This region is characterized by an exceptionally wet and mild rainforest climate, and is part of the coastal western hemlock Biogeoclimatic Zone. Port Renfrew receives an annual average total for rainfall of 3.6 meters, or close to 12 feet per year. Overall the landscape of this region varies from seashore regions to nearly flat, featureless plains to regions of protruding and steeply sloped bluffs. The San Juan Valley, created by a geological fault, reaches 35 kms inland and is 2.5 kms at its widest point. Pacheedaht hosts one of the highest bio-mass growing forests in the world.
A myriad of lakes, rivers and streams fed by the successive mountain ranges and narrow valleys create impressive watersheds in the region. The San Juan River watershed, the major watershed of this region, has been impacted by extensive logging. The river has lost critical salmon spawning habitat, and parts of the river remain choked with debris. The San Juan River empties into Port San Juan near Port Renfrew, creating an intertidal wetland at Harris Cove beside the Pacheedaht First Nations Reserve.

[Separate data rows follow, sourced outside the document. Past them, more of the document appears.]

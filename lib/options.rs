use serde::{Deserialize, Serialize};
use std::collections::BTreeMap;
use std::default;

/// An inclusive range of packet byte offsets whose bytes are mirrored when
/// swapping endianness.
#[derive(Clone, Copy, Debug, Deserialize, Eq, Hash, Ord, PartialEq, PartialOrd, Serialize)]
pub struct SwapRange {
    low: u64,
    high: u64,
}

impl SwapRange {
    /// Create a new swap range. `low` and `high` are inclusive.
    pub fn new(low: u64, high: u64) -> SwapRange {
        if low <= high {
            SwapRange { low, high }
        } else {
            SwapRange {
                low: high,
                high: low,
            }
        }
    }

    pub fn low(&self) -> u64 {
        self.low
    }

    pub fn high(&self) -> u64 {
        self.high
    }

    pub fn contains(&self, index: u64) -> bool {
        index >= self.low && index <= self.high
    }

    /// The index mirrored around the midpoint of this range.
    pub fn mirror(&self, index: u64) -> u64 {
        (self.high + self.low) - index
    }
}

const DEFAULT_PACKET_SYMBOL: &str = "packet_chunks";

const DEFAULT_SWAP_RANGES: [(u64, u64); 6] = [(0, 5), (6, 11), (53, 56), (57, 60), (82, 83), (84, 85)];

const DEFAULT_LEGACY_SYMBOLS: [(&str, &str); 3] = [
    ("VIGOR_DEVICE", "DEVICE"),
    ("next_time", "now"),
    ("pkt_len", "packet_length"),
];

/// Options which change how expressions are rewritten and transpiled.
#[derive(Clone, Debug, Deserialize, Eq, PartialEq, Serialize)]
pub struct Options {
    packet_symbol: String,
    legacy_symbols: BTreeMap<String, String>,
    swap_ranges: Vec<SwapRange>,
}

impl Options {
    /// Create a new set of Options with the default settings.
    pub fn new() -> Options {
        Options::default()
    }

    /// The name of the root symbol holding raw packet bytes.
    pub fn packet_symbol(&self) -> &str {
        &self.packet_symbol
    }

    pub fn set_packet_symbol<S: Into<String>>(&mut self, packet_symbol: S) {
        self.packet_symbol = packet_symbol.into();
    }

    /// Legacy root symbol names, and the names they are resolved as.
    pub fn legacy_symbols(&self) -> &BTreeMap<String, String> {
        &self.legacy_symbols
    }

    /// Resolve a root symbol name through the legacy name table.
    pub fn resolve_symbol<'a>(&'a self, name: &'a str) -> &'a str {
        self.legacy_symbols
            .get(name)
            .map(|modern| modern.as_str())
            .unwrap_or(name)
    }

    pub fn add_legacy_symbol<S: Into<String>, T: Into<String>>(&mut self, legacy: S, modern: T) {
        self.legacy_symbols.insert(legacy.into(), modern.into());
    }

    /// The packet byte ranges mirrored by the endianness swapper.
    pub fn swap_ranges(&self) -> &[SwapRange] {
        &self.swap_ranges
    }

    pub fn set_swap_ranges(&mut self, swap_ranges: Vec<SwapRange>) {
        self.swap_ranges = swap_ranges;
    }
}

impl default::Default for Options {
    fn default() -> Options {
        Options {
            packet_symbol: DEFAULT_PACKET_SYMBOL.to_string(),
            legacy_symbols: DEFAULT_LEGACY_SYMBOLS
                .iter()
                .map(|(legacy, modern)| (legacy.to_string(), modern.to_string()))
                .collect(),
            swap_ranges: DEFAULT_SWAP_RANGES
                .iter()
                .map(|&(low, high)| SwapRange::new(low, high))
                .collect(),
        }
    }
}

/// Create your options with the builder pattern.
///
/// For more details on the options, see `options::Options`
pub struct OptionsBuilder {
    options: Options,
}

impl OptionsBuilder {
    pub fn new() -> OptionsBuilder {
        OptionsBuilder {
            options: Options::default(),
        }
    }

    pub fn packet_symbol<S: Into<String>>(mut self, packet_symbol: S) -> OptionsBuilder {
        self.options.set_packet_symbol(packet_symbol);
        self
    }

    pub fn legacy_symbol<S: Into<String>, T: Into<String>>(
        mut self,
        legacy: S,
        modern: T,
    ) -> OptionsBuilder {
        self.options.add_legacy_symbol(legacy, modern);
        self
    }

    pub fn swap_ranges(mut self, swap_ranges: Vec<SwapRange>) -> OptionsBuilder {
        self.options.set_swap_ranges(swap_ranges);
        self
    }

    pub fn build(self) -> Options {
        self.options
    }
}

impl default::Default for OptionsBuilder {
    fn default() -> OptionsBuilder {
        OptionsBuilder::new()
    }
}
use crate::executor;
use crate::expr::{Expr, ExprPool, ExprRef};
use crate::transformation::{rewrite, RewriteCache};
use crate::Error;

/// Fold every operator whose operands are all constants.
///
/// Reads of constant roots at constant indices fold to their byte. Reads of
/// symbolic bytes, and divisions by zero, are left in place.
pub fn fold_constants(pool: &mut ExprPool, expr: ExprRef) -> Result<ExprRef, Error> {
    let mut cache = RewriteCache::default();
    rewrite(pool, expr, &mut cache, &mut |pool, e| {
        let node = pool.get(e);
        if node.is_constant() {
            return Ok(None);
        }
        if !node
            .children()
            .into_iter()
            .all(|child| pool.get(child).is_constant())
        {
            return Ok(None);
        }
        match executor::eval(pool, e) {
            Ok(constant) => Ok(Some(pool.constant_expr(constant))),
            Err(Error::SymbolicRead { .. }) | Err(Error::Arithmetic(_)) => Ok(None),
            Err(e) => Err(e),
        }
    })
}
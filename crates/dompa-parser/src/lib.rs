//! dompa Parser
//!
//! Parses HTML-like markup into a tree of [`Node`]s and provides the
//! operations over it: [`traverse`] to rewrite a tree and [`find`] to search
//! one. Parsing is permissive: unclosed and crossed tags are recovered from,
//! and only a close tag that matches nothing is an error.
//!
//! # Example
//!
//! ```
//! use dompa_parser::{find, parse};
//!
//! let nodes = parse("<div><h1>Title</h1><p>Content</p></div>").unwrap();
//! let headings = find(&nodes, |n| n.name() == Some("h1"));
//! assert_eq!(headings[0].children()[0].value(), Some("Title"));
//! ```

pub mod attributes;
pub mod node;
pub mod parser;
pub mod traverse;

pub use dompa_scanner::VoidElements;
pub use node::{AttrValue, Attributes, ElementNode, FragmentNode, Node, TextNode, VoidNode};
pub use parser::{ParseOptions, Parser};
pub use traverse::{find, traverse, traverse_owned};

use dompa_scanner::ScanError;

/// Parser error.
#[derive(Debug, Clone, PartialEq, Eq, thiserror::Error)]
pub enum ParseError {
    /// A close tag with no unclosed open tag of the same name.
    #[error("Could not find matching node for <{name}> (close tag at byte {offset})")]
    UnmatchedCloseTag { name: String, offset: usize },
}

impl ParseError {
    /// Name of the tag that caused the error.
    pub fn tag_name(&self) -> &str {
        match self {
            ParseError::UnmatchedCloseTag { name, .. } => name,
        }
    }
}

impl From<ScanError> for ParseError {
    fn from(err: ScanError) -> Self {
        match err {
            ScanError::UnmatchedCloseTag { name, offset } => {
                ParseError::UnmatchedCloseTag { name, offset }
            }
        }
    }
}

/// Parse `markup` into a node tree with the default options.
pub fn parse(markup: &str) -> Result<Vec<Node>, ParseError> {
    Parser::parse(markup)
}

This region is home to some of the world's largest spruce trees, some reaching heights in excess of 95 meters and living for 800 years or more. This large Sitka spruce ecosystem represents 2% of BC's remaining old-growth forest. Sitka spruce, tolerant of salt spray, edges the coastline. The spruce also requires a porous and moist soil, and is prevalent along the flood plains of creeks and rivers. Blanketing the upper mountainous areas, are the shade tolerant, cedar-hemlock forests.

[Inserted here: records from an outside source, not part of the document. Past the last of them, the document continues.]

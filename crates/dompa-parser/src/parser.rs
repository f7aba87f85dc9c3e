//! Markup parser.
//!
//! Runs the scanner, nests the fragments by containment, then materializes
//! each fragment into a [`Node`]:
//!
//! ```text
//! source → Scanner → flat fragments → tree::build → fragment tree → Vec<Node>
//! ```

use dompa_scanner::{fragment_tree, Fragment, FragmentKind, VoidElements};

use crate::attributes;
use crate::node::Node;
use crate::ParseError;

/// Parser configuration.
#[derive(Debug, Clone, Default, PartialEq, Eq)]
pub struct ParseOptions {
    /// Tag names that are self-closing. Compared case-insensitively.
    pub void_elements: VoidElements,
}

impl ParseOptions {
    pub fn new() -> Self {
        Self::default()
    }

    /// Treat `name` as a void element in addition to the current set.
    pub fn with_void_element(mut self, name: &str) -> Self {
        self.void_elements.insert(name);
        self
    }

    /// Replace the void element set.
    pub fn with_void_elements(mut self, void_elements: VoidElements) -> Self {
        self.void_elements = void_elements;
        self
    }
}

/// dompa markup parser.
pub struct Parser<'a> {
    source: &'a str,
    options: ParseOptions,
}

impl<'a> Parser<'a> {
    /// Create a parser with the default options.
    pub fn new(source: &'a str) -> Self {
        Self::with_options(source, ParseOptions::default())
    }

    pub fn with_options(source: &'a str, options: ParseOptions) -> Self {
        Self { source, options }
    }

    /// Parse `source` into a node tree with the default options.
    pub fn parse(source: &str) -> Result<Vec<Node>, ParseError> {
        Parser::new(source).parse_nodes()
    }

    /// Parse into a node tree.
    ///
    /// Fails only on a close tag without a matching open tag; any other
    /// malformed markup still produces a tree.
    pub fn parse_nodes(&self) -> Result<Vec<Node>, ParseError> {
        let fragments = fragment_tree(self.source, &self.options.void_elements)?;
        Ok(self.materialize(fragments))
    }

    fn materialize(&self, fragments: Vec<Fragment>) -> Vec<Node> {
        fragments
            .into_iter()
            .map(|fragment| self.node(fragment))
            .collect()
    }

    fn node(&self, fragment: Fragment) -> Node {
        let span = fragment.span;

        match fragment.kind {
            FragmentKind::Text => Node::text(&self.source[span.start..span.end]),
            FragmentKind::Tag(name) if self.options.void_elements.contains(&name) => {
                Node::void(name, attributes::from_tag(self.source, span.start))
            }
            FragmentKind::Tag(name) => Node::element(
                name,
                attributes::from_tag(self.source, span.start),
                self.materialize(fragment.children),
            ),
        }
    }
}
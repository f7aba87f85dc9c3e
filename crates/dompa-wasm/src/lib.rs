//! WASM bindings for dompa.
//!
//! Exposes parsing plus serialization to JavaScript via wasm-bindgen.
//! Parse errors are thrown as JS `Error`s carrying a `tagName` property.

use dompa_parser::{Node, ParseError};
use dompa_serializer::{serialize, Html, Json};
use serde::Serialize;
use wasm_bindgen::prelude::*;

fn parse(source: &str) -> Result<Vec<Node>, JsValue> {
    dompa_parser::parse(source).map_err(|e| parse_error(&e))
}

/// Convert a parse error into a JS `Error` with the unmatched tag name
/// attached as `tagName`.
fn parse_error(err: &ParseError) -> JsValue {
    let error = js_sys::Error::new(&err.to_string());
    // Only fails for non-extensible targets; a fresh Error is extensible
    let _ = js_sys::Reflect::set(&error, &"tagName".into(), &err.tag_name().into());
    error.into()
}

/// Parse markup and serialize it back to markup.
#[wasm_bindgen(js_name = toHtml)]
pub fn to_html(source: &str) -> Result<String, JsValue> {
    let nodes = parse(source)?;
    Ok(serialize(&nodes, Html))
}

/// Parse markup and return the node tree as a plain JS array of
/// `{ type, ... }` objects.
#[wasm_bindgen(js_name = toJson)]
pub fn to_json(source: &str) -> Result<JsValue, JsValue> {
    let nodes = parse(source)?;
    let value = serialize(&nodes, Json);

    // Plain objects rather than `Map`s, so `JSON.stringify` works on the result
    let serializer = serde_wasm_bindgen::Serializer::json_compatible();
    Ok(value.serialize(&serializer)?)
}

/// Get the library version.
#[wasm_bindgen]
pub fn version() -> String {
    env!("CARGO_PKG_VERSION").to_string()
}
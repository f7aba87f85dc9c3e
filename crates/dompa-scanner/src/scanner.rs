use std::borrow::Cow;

use tracing::{debug, trace};

use crate::fragment::{Fragment, Span, VoidElements};
use crate::ScanError;

/// Positions of the tag and text run currently being collected.
///
/// Lives only for the duration of one scan.
#[derive(Debug, Default)]
struct Cursors {
    tag_start: Option<usize>,
    tag_end: Option<usize>,
    text_start: Option<usize>,
    text_end: Option<usize>,
}

impl Cursors {
    fn reset_tag(&mut self) {
        self.tag_start = None;
        self.tag_end = None;
    }

    fn reset_text(&mut self) {
        self.text_start = None;
        self.text_end = None;
    }
}

/// Markup scanner.
///
/// Makes a single left-to-right pass over the source and produces a flat,
/// discovery-ordered list of fragments. Open tags start out unclosed
/// (`end == 0`); each close tag resolves the most recent unclosed fragment
/// with the same name. Void tags are closed as soon as they are seen.
pub struct Scanner<'a> {
    source: &'a str,
    void_elements: Cow<'a, VoidElements>,
    fragments: Vec<Fragment>,
}

impl<'a> Scanner<'a> {
    /// Create a scanner using the default void element set.
    pub fn new(source: &'a str) -> Self {
        Self {
            source,
            void_elements: Cow::Owned(VoidElements::default()),
            fragments: Vec::new(),
        }
    }

    /// Use a custom set of void element names.
    pub fn with_void_elements(mut self, void_elements: &'a VoidElements) -> Self {
        self.void_elements = Cow::Borrowed(void_elements);
        self
    }

    /// Scan `source` with the default void element set.
    pub fn scan(source: &str) -> Result<Vec<Fragment>, ScanError> {
        Scanner::new(source).scan_fragments()
    }

    /// Run the scan, returning the flat fragment list with every close
    /// tag resolved.
    pub fn scan_fragments(mut self) -> Result<Vec<Fragment>, ScanError> {
        let mut cursors = Cursors::default();
        let len = self.source.len();

        for (i, ch) in self.source.char_indices() {
            let next = i + ch.len_utf8();
            let closes_tag = ch == '>' && cursors.tag_start.is_some();

            // Start of a tag, or end of a text run
            if ch == '<' {
                if cursors.text_start.is_some() {
                    cursors.text_end = Some(i);
                }
                cursors.tag_start = Some(i);
            }

            // Last char that does not finish a tag belongs to a text run
            if next == len && !closes_tag {
                cursors.text_end = Some(next);
            }

            if closes_tag {
                cursors.tag_end = Some(next);
            }

            if let (Some(start), Some(end)) = (cursors.tag_start, cursors.tag_end) {
                self.collect_tag(start, end)?;
                cursors.reset_tag();
                continue;
            }

            if cursors.tag_start.is_none() && cursors.text_start.is_none() {
                cursors.text_start = Some(i);
            }

            if let (Some(start), Some(end)) = (cursors.text_start, cursors.text_end) {
                trace!(start, end, "text fragment");
                self.fragments.push(Fragment::text(Span::new(start, end)));
                cursors.reset_text();
            }
        }

        Ok(self.fragments)
    }

    /// Handle a complete `<...>` between `start` and `end`.
    fn collect_tag(&mut self, start: usize, end: usize) -> Result<(), ScanError> {
        let tag = &self.source[start..end];

        if let Some(rest) = tag.strip_prefix("</") {
            let name = tag_name(&rest[..rest.len() - 1]);
            return self.close(name, start, end);
        }

        let name = tag_name(&tag[1..tag.len() - 1]);
        if name.is_empty() {
            debug!(start, "skipping tag without a name");
            return Ok(());
        }

        let span = if self.void_elements.contains(name) {
            Span::new(start, end)
        } else {
            Span::open(start)
        };

        trace!(name, start, closed = !span.is_open(), "tag fragment");
        self.fragments.push(Fragment::tag(name, span));
        Ok(())
    }

    /// Close the most recently opened, still unclosed fragment named `name`.
    ///
    /// Names are compared exactly, so `</DIV>` does not close `<div>`.
    fn close(&mut self, name: &str, start: usize, coord: usize) -> Result<(), ScanError> {
        let open = self
            .fragments
            .iter_mut()
            .rev()
            .find(|f| f.is_open() && f.name() == Some(name));

        match open {
            Some(fragment) => {
                fragment.span.end = coord;
                Ok(())
            }
            None => {
                debug!(name, start, "close tag without an open fragment");
                Err(ScanError::UnmatchedCloseTag {
                    name: name.to_string(),
                    offset: start,
                })
            }
        }
    }
}

/// The tag name inside `<` `>` (or `</` `>`): everything up to the first space.
fn tag_name(inner: &str) -> &str {
    inner.split(' ').next().unwrap_or_default().trim()
}
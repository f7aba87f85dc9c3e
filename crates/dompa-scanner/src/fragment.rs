/// A half-open `[start, end)` byte range into the source markup.
///
/// An `end` of `0` means the fragment has not been closed. No real fragment
/// can end at offset 0, so the sentinel never collides with a resolved span.
#[derive(Debug, Clone, Copy, PartialEq, Eq, Hash)]
pub struct Span {
    pub start: usize,
    pub end: usize,
}

impl Span {
    /// End offset of a fragment still waiting for its close tag.
    pub const UNCLOSED: usize = 0;

    pub fn new(start: usize, end: usize) -> Self {
        Self { start, end }
    }

    /// A span for an open tag whose end is not known yet.
    pub fn open(start: usize) -> Self {
        Self::new(start, Self::UNCLOSED)
    }

    pub fn is_open(&self) -> bool {
        self.end == Self::UNCLOSED
    }

    /// Strict containment: `other` starts after and ends before `self`.
    ///
    /// An open span contains nothing.
    pub fn contains(&self, other: &Span) -> bool {
        other.start > self.start && other.end < self.end
    }
}

/// What a fragment was recognized as.
#[derive(Debug, Clone, PartialEq, Eq)]
pub enum FragmentKind {
    /// An open tag, carrying its name with the source casing.
    Tag(String),
    /// A run of text between tag boundaries.
    Text,
}

/// A recognized tag or text run, located by its span.
///
/// The scanner produces fragments with empty `children`; [`crate::tree::build`]
/// fills them in.
#[derive(Debug, Clone, PartialEq, Eq)]
pub struct Fragment {
    pub kind: FragmentKind,
    pub span: Span,
    pub children: Vec<Fragment>,
}

impl Fragment {
    pub fn tag(name: impl Into<String>, span: Span) -> Self {
        Self {
            kind: FragmentKind::Tag(name.into()),
            span,
            children: Vec::new(),
        }
    }

    pub fn text(span: Span) -> Self {
        Self {
            kind: FragmentKind::Text,
            span,
            children: Vec::new(),
        }
    }

    /// The tag name, or `None` for text.
    pub fn name(&self) -> Option<&str> {
        match &self.kind {
            FragmentKind::Tag(name) => Some(name),
            FragmentKind::Text => None,
        }
    }

    pub fn is_text(&self) -> bool {
        matches!(self.kind, FragmentKind::Text)
    }

    pub fn is_open(&self) -> bool {
        self.span.is_open()
    }
}

/// Elements that are self-closing and never have children.
pub const VOID_ELEMENTS: &[&str] = &[
    "!doctype", "area", "base", "br", "col", "embed", "hr", "img", "input", "link", "meta",
    "source", "track", "wbr",
];

/// The set of tag names treated as void. Membership is case-insensitive.
#[derive(Debug, Clone, PartialEq, Eq)]
pub struct VoidElements {
    names: Vec<String>,
}

impl Default for VoidElements {
    fn default() -> Self {
        Self::new(VOID_ELEMENTS.iter().copied())
    }
}

impl VoidElements {
    pub fn new<I, S>(names: I) -> Self
    where
        I: IntoIterator<Item = S>,
        S: AsRef<str>,
    {
        let mut set = Self { names: Vec::new() };
        for name in names {
            set.insert(name.as_ref());
        }
        set
    }

    /// Add a name to the set. Duplicates are ignored.
    pub fn insert(&mut self, name: &str) {
        let name = name.to_lowercase();
        if !self.names.contains(&name) {
            self.names.push(name);
        }
    }

    pub fn contains(&self, name: &str) -> bool {
        let name = name.to_lowercase();
        self.names.iter().any(|n| *n == name)
    }

    pub fn iter(&self) -> impl Iterator<Item = &str> {
        self.names.iter().map(String::as_str)
    }
}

Douglas fir sporadically covers all forest areas. A short drive north of Port Renfrew stands the Red Creek Fir, one of the largest Douglas fir trees in Canada. At present it measures over 41 feet in circumference, with a height of 241 feet, although at one time it must have been about 320 feet high before losing its spire to wind or lightning.
Botanical Beach affords visitors with access to uniquely rich tide pools and shoreline trails with fantastic geological features. The extensive variety of marine flora and fauna in this colourful intertidal zone includes red, purple and orange starfish and sea urchins, white gooseneck barnacles, blue mussels and green sea anemones and sea cucumbers. Coralline algae, periwinkles, chitons and sea stars can also be seen at Botanical Beach.
The region is so biologically significant that the University of Minnesota installed the first marine research station in the Pacific Northwest at Botanical Beach in 1901. Since then, the area has been used for research by a number of universities in BC and Washington.
With regards to marine wildlife, this region is an important area for cormorants, grebes and loons. It is a very high value killer whale habitat, and is a migratory corridor for gray, killer and minke whales.